Does anyone else find it a little sad that Dean is the only Winchester to identify the “family business” as “saving people, hunting things,” where saving people is the first priority? It wasn’t John’s priority. He was on a vendetta against the “thing” that killed Mary and anything evil that got in his way got ganked. Saving people was a happy by-product of his true aim: revenge.
After Dean gives his now-famous line, Sam counters with “…I gotta find Jessica’s killer. It’s the only thing I can think about.” For Sam, saving people didn’t come first, like John, hunting was a means to an end, in the earliest seasons.

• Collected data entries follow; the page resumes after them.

//! Engine-level errors. Every variant is returned before any mutation.

use thiserror::Error;

use campus_logic::{ActionError, ContentError, EventError};

use crate::persistence::SaveError;

#[derive(Debug, Error)]
pub enum EngineError {
    #[error("the session has ended")]
    GameOver,
    #[error("still waiting for {0}")]
    Awaiting(&'static str),
    #[error("nothing is waiting for that response")]
    NotAwaiting,
    #[error("`{0}` is not a college of this faculty")]
    UnknownCollege(String),
    #[error(transparent)]
    Action(#[from] ActionError),
    #[error(transparent)]
    Event(#[from] EventError),
    #[error(transparent)]
    Content(#[from] ContentError),
    #[error(transparent)]
    Save(#[from] SaveError),
}

#[derive(Debug, Error)]
pub enum ConfigError {
    #[error("failed to read config: {0}")]
    Io(#[from] std::io::Error),
    #[error("failed to parse config: {0}")]
    Parse(#[from] serde_json::Error),
}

But for Dean, a character whose entire sense of self had been sublimated into a need to save and protect others, “saving people” came first. His need to save everyone, especially in those earlier seasons, came directly from what he believed his father wanted to achieve as a hunter. He believed that John’s goals were to save people, first and foremost. And so, Dean believed if he just saved enough people, if he protected Sammy well enough, John would be proud of him. And if Dean saved people, other children wouldn’t have to go through losing a parent to monsters and demons like he did. Other families wouldn’t be torn apart at the hands of evil.
But Dean could never make John proud by saving people, because that’s not what John valued. And there is no way to save everyone, so Dean could only ever fail in his goal of saving people. Dean’s tragedy is that even his laudable traits are turned against him, increasing his self-loathing through guilt and blame for his failure to meet an impossible standard. No wonder it’s such a crushing burden.